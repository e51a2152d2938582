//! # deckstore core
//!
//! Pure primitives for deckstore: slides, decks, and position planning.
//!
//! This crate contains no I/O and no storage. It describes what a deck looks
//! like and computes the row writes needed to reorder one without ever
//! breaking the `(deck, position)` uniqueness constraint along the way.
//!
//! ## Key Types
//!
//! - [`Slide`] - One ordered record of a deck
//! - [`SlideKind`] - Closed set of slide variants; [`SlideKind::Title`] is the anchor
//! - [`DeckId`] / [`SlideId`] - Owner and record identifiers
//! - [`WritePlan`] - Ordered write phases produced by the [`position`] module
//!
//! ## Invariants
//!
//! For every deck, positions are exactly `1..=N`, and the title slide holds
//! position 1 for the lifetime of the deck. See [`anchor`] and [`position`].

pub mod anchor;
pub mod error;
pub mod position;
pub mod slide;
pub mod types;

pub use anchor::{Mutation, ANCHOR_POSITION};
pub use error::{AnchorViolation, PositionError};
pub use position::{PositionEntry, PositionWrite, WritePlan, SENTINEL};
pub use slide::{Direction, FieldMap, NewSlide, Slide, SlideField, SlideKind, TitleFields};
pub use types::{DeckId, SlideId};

----

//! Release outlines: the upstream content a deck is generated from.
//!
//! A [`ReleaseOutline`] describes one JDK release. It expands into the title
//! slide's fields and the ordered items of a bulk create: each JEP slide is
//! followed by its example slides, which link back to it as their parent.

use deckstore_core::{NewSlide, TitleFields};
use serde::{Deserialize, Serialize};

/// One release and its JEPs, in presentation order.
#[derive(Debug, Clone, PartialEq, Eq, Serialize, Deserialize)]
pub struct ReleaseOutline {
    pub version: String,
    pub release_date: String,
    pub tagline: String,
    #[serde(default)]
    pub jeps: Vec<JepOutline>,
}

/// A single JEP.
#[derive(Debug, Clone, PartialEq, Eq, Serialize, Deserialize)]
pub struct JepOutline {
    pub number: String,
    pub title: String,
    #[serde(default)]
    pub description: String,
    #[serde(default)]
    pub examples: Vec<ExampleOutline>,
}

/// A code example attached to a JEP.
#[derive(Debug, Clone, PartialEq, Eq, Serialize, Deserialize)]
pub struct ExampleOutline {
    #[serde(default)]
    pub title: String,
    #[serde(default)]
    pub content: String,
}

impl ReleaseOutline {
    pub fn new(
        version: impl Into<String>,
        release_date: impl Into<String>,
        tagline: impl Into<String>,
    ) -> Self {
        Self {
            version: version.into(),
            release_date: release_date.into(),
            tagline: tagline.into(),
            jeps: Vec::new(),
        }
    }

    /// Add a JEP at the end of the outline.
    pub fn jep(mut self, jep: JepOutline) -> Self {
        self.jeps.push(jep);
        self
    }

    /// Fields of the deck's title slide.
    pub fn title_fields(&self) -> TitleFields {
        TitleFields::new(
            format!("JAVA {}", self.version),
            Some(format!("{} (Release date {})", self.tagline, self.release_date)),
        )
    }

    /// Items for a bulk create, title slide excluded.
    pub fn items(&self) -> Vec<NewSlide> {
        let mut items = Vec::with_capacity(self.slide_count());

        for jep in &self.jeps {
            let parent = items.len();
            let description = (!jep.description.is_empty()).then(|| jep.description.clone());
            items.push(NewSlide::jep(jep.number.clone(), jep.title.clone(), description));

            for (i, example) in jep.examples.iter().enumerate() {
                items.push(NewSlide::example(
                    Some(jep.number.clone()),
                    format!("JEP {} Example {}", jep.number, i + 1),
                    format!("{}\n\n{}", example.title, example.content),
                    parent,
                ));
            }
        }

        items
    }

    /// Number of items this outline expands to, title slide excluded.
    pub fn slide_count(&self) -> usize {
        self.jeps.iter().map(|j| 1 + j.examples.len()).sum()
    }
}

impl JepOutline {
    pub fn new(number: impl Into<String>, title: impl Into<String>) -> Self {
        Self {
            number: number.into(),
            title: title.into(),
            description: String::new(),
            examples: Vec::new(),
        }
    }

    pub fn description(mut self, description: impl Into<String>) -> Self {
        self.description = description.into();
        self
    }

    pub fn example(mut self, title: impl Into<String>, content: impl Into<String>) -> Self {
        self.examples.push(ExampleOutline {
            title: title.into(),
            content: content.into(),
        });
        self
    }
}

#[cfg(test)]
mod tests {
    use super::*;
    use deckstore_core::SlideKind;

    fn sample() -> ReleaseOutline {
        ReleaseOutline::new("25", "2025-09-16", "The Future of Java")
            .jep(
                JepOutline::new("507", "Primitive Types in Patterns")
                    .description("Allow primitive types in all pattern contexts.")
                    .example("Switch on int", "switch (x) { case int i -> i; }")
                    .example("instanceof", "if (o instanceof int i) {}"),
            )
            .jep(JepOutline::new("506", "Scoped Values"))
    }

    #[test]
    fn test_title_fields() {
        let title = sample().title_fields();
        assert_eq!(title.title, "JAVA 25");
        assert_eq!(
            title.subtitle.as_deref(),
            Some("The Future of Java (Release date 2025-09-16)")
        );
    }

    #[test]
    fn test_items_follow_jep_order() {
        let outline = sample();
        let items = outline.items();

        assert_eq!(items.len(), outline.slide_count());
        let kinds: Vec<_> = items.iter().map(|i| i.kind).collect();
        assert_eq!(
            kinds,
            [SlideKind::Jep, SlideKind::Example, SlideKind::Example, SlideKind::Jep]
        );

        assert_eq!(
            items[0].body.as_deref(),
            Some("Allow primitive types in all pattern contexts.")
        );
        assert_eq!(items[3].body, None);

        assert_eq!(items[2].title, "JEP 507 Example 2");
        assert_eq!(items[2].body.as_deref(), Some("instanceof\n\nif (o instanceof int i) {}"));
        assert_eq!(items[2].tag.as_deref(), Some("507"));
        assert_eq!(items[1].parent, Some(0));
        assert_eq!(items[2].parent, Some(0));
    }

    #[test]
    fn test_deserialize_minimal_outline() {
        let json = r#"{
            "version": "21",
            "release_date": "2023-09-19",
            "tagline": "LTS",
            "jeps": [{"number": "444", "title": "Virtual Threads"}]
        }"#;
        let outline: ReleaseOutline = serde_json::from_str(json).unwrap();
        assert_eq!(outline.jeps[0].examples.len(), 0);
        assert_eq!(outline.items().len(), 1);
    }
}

----

## DESCRIPTION OF THE TASK
From the entries, copy every line in which the word "ExampleOutline" occurs.

## YOUR RESPONSE
    pub examples: Vec<ExampleOutline>,
pub struct ExampleOutline {
        self.examples.push(ExampleOutline {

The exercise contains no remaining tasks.